# [EXERCISE DIRECTIONS]
Copy out the entries below exactly as they stand, but only from the line containing "pub fn into_agents(self)" through the line containing "column per generation.".

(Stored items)
╔══

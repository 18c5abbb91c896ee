//! Heritable trait sets.
//!
//! An [`AgentGenom`] holds the 20 integer genes of one generation; a
//! [`PlantGenom`] is the ordered list of those, indexed by generation depth.
//! Plant genomes are never modified once built: growth reads them through
//! [`PlantGenom::evolve`], which always hands back a fresh copy.

use std::ops::RangeInclusive;

use rand::Rng;
use thiserror::Error;

use crate::math::Color;
use crate::types::Generation;

/// Number of genes in an [`AgentGenom`].
pub const GENE_COUNT: usize = 20;

/// Canonical number of generations in a [`PlantGenom`].
pub const DEFAULT_GENERATIONS: usize = 9;

/// Names the genes of an [`AgentGenom`], in canonical order.
#[derive(Clone, Copy, Debug, PartialEq, Eq, Hash)]
pub enum Gene {
    Length,
    LengthDeviation,
    Size,
    SizeFromAncestor,
    SizeFromLevel,
    SizeChanges,
    Red,
    Green,
    Blue,
    RedChanges,
    GreenChanges,
    BlueChanges,
    ColorFromAncestor,
    ColorDeviation,
    NumberBranches,
    AngleBranches,
    AngleDeviation,
    Turn,
    RandomTurn,
    Down,
}

impl Gene {
    /// Every gene, in the row order of the text format.
    pub const ALL: [Gene; GENE_COUNT] = [
        Gene::Length,
        Gene::LengthDeviation,
        Gene::Size,
        Gene::SizeFromAncestor,
        Gene::SizeFromLevel,
        Gene::SizeChanges,
        Gene::Red,
        Gene::Green,
        Gene::Blue,
        Gene::RedChanges,
        Gene::GreenChanges,
        Gene::BlueChanges,
        Gene::ColorFromAncestor,
        Gene::ColorDeviation,
        Gene::NumberBranches,
        Gene::AngleBranches,
        Gene::AngleDeviation,
        Gene::Turn,
        Gene::RandomTurn,
        Gene::Down,
    ];

    /// Row index of this gene in [`Gene::ALL`].
    #[inline]
    pub fn index(self) -> usize {
        self as usize
    }

    pub fn name(self) -> &'static str {
        match self {
            Gene::Length => "length",
            Gene::LengthDeviation => "length_deviation",
            Gene::Size => "size",
            Gene::SizeFromAncestor => "size_from_ancestor",
            Gene::SizeFromLevel => "size_from_level",
            Gene::SizeChanges => "size_changes",
            Gene::Red => "red",
            Gene::Green => "green",
            Gene::Blue => "blue",
            Gene::RedChanges => "red_changes",
            Gene::GreenChanges => "green_changes",
            Gene::BlueChanges => "blue_changes",
            Gene::ColorFromAncestor => "color_from_ancestor",
            Gene::ColorDeviation => "color_deviation",
            Gene::NumberBranches => "number_branches",
            Gene::AngleBranches => "angle_branches",
            Gene::AngleDeviation => "angle_deviation",
            Gene::Turn => "turn",
            Gene::RandomTurn => "random_turn",
            Gene::Down => "down",
        }
    }

    /// Range [`AgentGenom::random`] draws this gene from.
    pub fn range(self) -> RangeInclusive<i32> {
        match self {
            Gene::Length => 20..=150,
            Gene::LengthDeviation => 0..=30,
            Gene::Size => 5..=80,
            Gene::SizeFromAncestor => 10..=90,
            Gene::SizeFromLevel => 5..=100,
            Gene::SizeChanges => -30..=30,
            Gene::Red | Gene::Green | Gene::Blue => 0..=255,
            Gene::RedChanges | Gene::GreenChanges | Gene::BlueChanges => 0..=255,
            Gene::ColorFromAncestor => 0..=80,
            Gene::ColorDeviation => -20..=20,
            Gene::NumberBranches => 1..=3,
            Gene::AngleBranches => 0..=120,
            Gene::AngleDeviation => 10..=30,
            Gene::Turn => -120..=120,
            Gene::RandomTurn => 0..=80,
            Gene::Down => -30..=30,
        }
    }
}

/// The trait set expressed by one generation of a plant.
///
/// `Default` is the all-zero genome, which doubles as the neutral ancestor
/// used to seed generation 0.
#[derive(Clone, Copy, Debug, Default, PartialEq, Eq, Hash)]
pub struct AgentGenom {
    pub length: i32,
    pub length_deviation: i32,

    pub size: i32,
    pub size_from_ancestor: i32,
    pub size_from_level: i32,
    pub size_changes: i32,

    pub red: i32,
    pub green: i32,
    pub blue: i32,
    pub red_changes: i32,
    pub green_changes: i32,
    pub blue_changes: i32,
    pub color_from_ancestor: i32,
    pub color_deviation: i32,

    pub number_branches: i32,
    pub angle_branches: i32,
    pub angle_deviation: i32,

    pub turn: i32,
    pub random_turn: i32,
    pub down: i32,
}

impl AgentGenom {
    /// Draws every gene independently and uniformly from [`Gene::range`].
    pub fn random<R: Rng + ?Sized>(rng: &mut R) -> Self {
        let mut genom = Self::default();
        for gene in Gene::ALL {
            genom.set(gene, rng.random_range(gene.range()));
        }
        genom
    }

    pub fn get(&self, gene: Gene) -> i32 {
        match gene {
            Gene::Length => self.length,
            Gene::LengthDeviation => self.length_deviation,
            Gene::Size => self.size,
            Gene::SizeFromAncestor => self.size_from_ancestor,
            Gene::SizeFromLevel => self.size_from_level,
            Gene::SizeChanges => self.size_changes,
            Gene::Red => self.red,
            Gene::Green => self.green,
            Gene::Blue => self.blue,
            Gene::RedChanges => self.red_changes,
            Gene::GreenChanges => self.green_changes,
            Gene::BlueChanges => self.blue_changes,
            Gene::ColorFromAncestor => self.color_from_ancestor,
            Gene::ColorDeviation => self.color_deviation,
            Gene::NumberBranches => self.number_branches,
            Gene::AngleBranches => self.angle_branches,
            Gene::AngleDeviation => self.angle_deviation,
            Gene::Turn => self.turn,
            Gene::RandomTurn => self.random_turn,
            Gene::Down => self.down,
        }
    }

    pub fn set(&mut self, gene: Gene, value: i32) {
        let slot = match gene {
            Gene::Length => &mut self.length,
            Gene::LengthDeviation => &mut self.length_deviation,
            Gene::Size => &mut self.size,
            Gene::SizeFromAncestor => &mut self.size_from_ancestor,
            Gene::SizeFromLevel => &mut self.size_from_level,
            Gene::SizeChanges => &mut self.size_changes,
            Gene::Red => &mut self.red,
            Gene::Green => &mut self.green,
            Gene::Blue => &mut self.blue,
            Gene::RedChanges => &mut self.red_changes,
            Gene::GreenChanges => &mut self.green_changes,
            Gene::BlueChanges => &mut self.blue_changes,
            Gene::ColorFromAncestor => &mut self.color_from_ancestor,
            Gene::ColorDeviation => &mut self.color_deviation,
            Gene::NumberBranches => &mut self.number_branches,
            Gene::AngleBranches => &mut self.angle_branches,
            Gene::AngleDeviation => &mut self.angle_deviation,
            Gene::Turn => &mut self.turn,
            Gene::RandomTurn => &mut self.random_turn,
            Gene::Down => &mut self.down,
        };
        *slot = value;
    }

    /// Gene values in canonical order.
    pub fn to_row(&self) -> [i32; GENE_COUNT] {
        Gene::ALL.map(|gene| self.get(gene))
    }

    pub fn from_row(row: [i32; GENE_COUNT]) -> Self {
        let mut genom = Self::default();
        for (gene, value) in Gene::ALL.into_iter().zip(row) {
            genom.set(gene, value);
        }
        genom
    }

    /// The expressed color, clamped into range.
    #[inline]
    pub fn color(&self) -> Color {
        Color::new(self.red, self.green, self.blue)
    }
}

/// Errors from rebuilding a [`PlantGenom`] out of a gene table.
#[derive(Debug, Error, PartialEq, Eq)]
pub enum GenomeShapeError {
    #[error("gene table has {found} rows, expected {expected}")]
    RowCount { expected: usize, found: usize },
    #[error("gene table row {row} ({gene}) has {found} columns, expected {expected}")]
    ColumnCount {
        row: usize,
        gene: &'static str,
        expected: usize,
        found: usize,
    },
}

/// A whole plant's genetics: one [`AgentGenom`] per generation depth.
#[derive(Clone, Debug, Default, PartialEq, Eq, Hash)]
pub struct PlantGenom {
    genom: Vec<AgentGenom>,
}

impl PlantGenom {
    pub fn new(genom: Vec<AgentGenom>) -> Self {
        Self { genom }
    }

    pub fn random<R: Rng + ?Sized>(generations: usize, rng: &mut R) -> Self {
        Self::new((0..generations).map(|_| AgentGenom::random(&mut *rng)).collect())
    }

    /// A genome of `generations` all-zero trait sets.
    ///
    /// With `number_branches == 0` everywhere, a plant grown from it has no
    /// agents at all.
    pub fn empty(generations: usize) -> Self {
        Self::new(vec![AgentGenom::default(); generations])
    }

    /// Number of generations.
    #[inline]
    pub fn len(&self) -> usize {
        self.genom.len()
    }

    #[inline]
    pub fn is_empty(&self) -> bool {
        self.genom.is_empty()
    }

    #[inline]
    pub fn agents(&self) -> &[AgentGenom] {
        &self.genom
    }

    #[inline]
    pub fn get(&self, generation: Generation) -> Option<&AgentGenom> {
        self.genom.get(generation)
    }

    pub fn into_agents(self) -> Vec<AgentGenom> {
        self.genom
    }

    /// Value of one cell, indexed as in the text table; `None` past the
    /// last generation.
    #[inline]
    pub fn cell(&self, generation: Generation, gene: Gene) -> Option<i32> {
        self.genom.get(generation).map(|agent| agent.get(gene))
    }

    /// Transposed view: one row per gene, one column per generation.
    pub fn table(&self) -> Vec<Vec<i32>> {
        Gene::ALL
            .iter()
            .map(|&gene| self.genom.iter().map(|a| a.get(gene)).collect())
            .collect()
    }

    /// Inverse of [`PlantGenom::table`].
    ///
    /// The table must have exactly [`GENE_COUNT`] rows of equal length.
    pub fn from_table(table: &[Vec<i32>]) -> Result<Self, GenomeShapeError> {
        if table.len() != GENE_COUNT {
            return Err(GenomeShapeError::RowCount {
                expected: GENE_COUNT,
                found: table.len(),
            });
        }

        let generations = table[0].len();
        for (row, values) in table.iter().enumerate() {
            if values.len() != generations {
                return Err(GenomeShapeError::ColumnCount {
                    row,
                    gene: Gene::ALL[row].name(),
                    expected: generations,
                    found: values.len(),
                });
            }
        }

        let genom = (0..generations)
            .map(|column| AgentGenom::from_row(std::array::from_fn(|row| table[row][column])))
            .collect();
        Ok(Self::new(genom))
    }

    /// Derives the genes of generation `generation` from a dying parent.
    ///
    /// Returns `None` once `generation` is past the last stored generation;
    /// that ends the lineage. Otherwise the stored trait set is copied and
    /// blended with the parent's expressed genes:
    ///
    /// - `size = size_from_ancestor% * (parent.size + (size_from_level + size) / 2)`
    /// - `length = length ± parent.length_deviation` (uniform)
    /// - `angle_branches = angle_branches + parent.angle_deviation`
    /// - per channel: `color_from_ancestor% * ((parent + color_deviation) + color)`,
    ///   clamped after every step
    ///
    /// Integer sums saturate, so any imported table is safe to grow. The
    /// stored genome is never touched.
    pub fn evolve<R: Rng + ?Sized>(
        &self,
        generation: Generation,
        parent: &AgentGenom,
        rng: &mut R,
    ) -> Option<AgentGenom> {
        let mut evolved = *self.genom.get(generation)?;

        let size_percent = evolved.size_from_ancestor as f32 / 100.0;
        let level_size = (evolved.size_from_level as f32 + evolved.size as f32) / 2.0;
        evolved.size = (size_percent * (parent.size as f32 + level_size)) as i32;

        let deviation = parent.length_deviation.saturating_abs();
        evolved.length = evolved
            .length
            .saturating_add(rng.random_range(-deviation..=deviation));
        evolved.angle_branches = evolved
            .angle_branches
            .saturating_add(parent.angle_deviation);

        let inherited = Color::new(
            parent.red.saturating_add(evolved.color_deviation),
            parent.green.saturating_add(evolved.color_deviation),
            parent.blue.saturating_add(evolved.color_deviation),
        );
        let blended =
            (inherited + evolved.color()) * (evolved.color_from_ancestor as f32 / 100.0);
        let [r, g, b] = blended.rgb();
        evolved.red = r as i32;
        evolved.green = g as i32;
        evolved.blue = b as i32;

        Some(evolved)
    }
}
//! Repository interfaces and Diesel-backed implementation.
//!
//! The campaign engine only sees the store through the traits defined here:
//! recipients, the owner's account (credentials) and the owner's template.
//! [`DieselRepository`] implements all of them on top of a Diesel
//! connection pool.

use crate::db::{DbConnection, DbPool};
use crate::domain::types::{OwnerId, RecipientId};
use crate::domain::{Account, Credentials, NewRecipient, NewTemplate, Recipient, Template};

pub mod account;
pub mod errors;
pub mod recipient;
pub mod template;

use errors::RepositoryResult;

/// Concrete repository backed by a Diesel connection pool.
#[derive(Clone)]
pub struct DieselRepository {
    pool: DbPool, // r2d2::Pool is cheap to clone
}

impl DieselRepository {
    /// Creates a new [`DieselRepository`] from the given pool.
    pub fn new(pool: DbPool) -> Self {
        Self { pool }
    }

    fn conn(&self) -> RepositoryResult<DbConnection> {
        Ok(self.pool.get()?)
    }
}

/// Read-only operations for recipients.
pub trait RecipientReader {
    /// Lists the owner's recipients still waiting for the campaign message,
    /// in store order.
    fn list_pending(&self, owner_id: OwnerId) -> RepositoryResult<Vec<Recipient>>;

    /// Lists every recipient of the owner regardless of delivery state.
    fn list_all(&self, owner_id: OwnerId) -> RepositoryResult<Vec<Recipient>>;

    /// Retrieves a recipient by ID.
    fn get_recipient_by_id(&self, id: RecipientId) -> RepositoryResult<Option<Recipient>>;
}

/// Write operations for recipients.
pub trait RecipientWriter {
    /// Persists a new pending recipient.
    fn create_recipient(&self, recipient: &NewRecipient) -> RepositoryResult<Recipient>;

    /// Records a successful delivery. The state never moves back to pending.
    ///
    /// # Example
    /// ```no_run
    /// use pushkind_pigeon::domain::types::RecipientId;
    /// use pushkind_pigeon::repository::{DieselRepository, RecipientWriter};
    /// # fn demo(repo: &DieselRepository) {
    /// let _ = repo.mark_sent(RecipientId::new(1));
    /// # }
    /// ```
    fn mark_sent(&self, id: RecipientId) -> RepositoryResult<()>;
}

/// Read-only operations for accounts.
pub trait AccountReader {
    /// Retrieves an account by its identifier.
    fn get_account_by_id(&self, id: OwnerId) -> RepositoryResult<Option<Account>>;

    /// Returns the sender credentials of the owner, if fully configured.
    fn get_credentials(&self, owner_id: OwnerId) -> RepositoryResult<Option<Credentials>> {
        Ok(self
            .get_account_by_id(owner_id)?
            .and_then(|account| account.credentials))
    }
}

/// Read-only operations for templates.
pub trait TemplateReader {
    /// Retrieves the owner's single template.
    fn get_template(&self, owner_id: OwnerId) -> RepositoryResult<Option<Template>>;
}

/// Write operations for templates.
pub trait TemplateWriter {
    /// Creates the owner's template or replaces the existing one.
    fn upsert_template(&self, template: &NewTemplate) -> RepositoryResult<Template>;
}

╚══

# [ANSWER SPACE]
    pub fn into_agents(self) -> Vec<AgentGenom> {
        self.genom
    }

    /// Value of one cell, indexed as in the text table; `None` past the
    /// last generation.
    #[inline]
    pub fn cell(&self, generation: Generation, gene: Gene) -> Option<i32> {
        self.genom.get(generation).map(|agent| agent.get(gene))
    }

    /// Transposed view: one row per gene, one column per generation.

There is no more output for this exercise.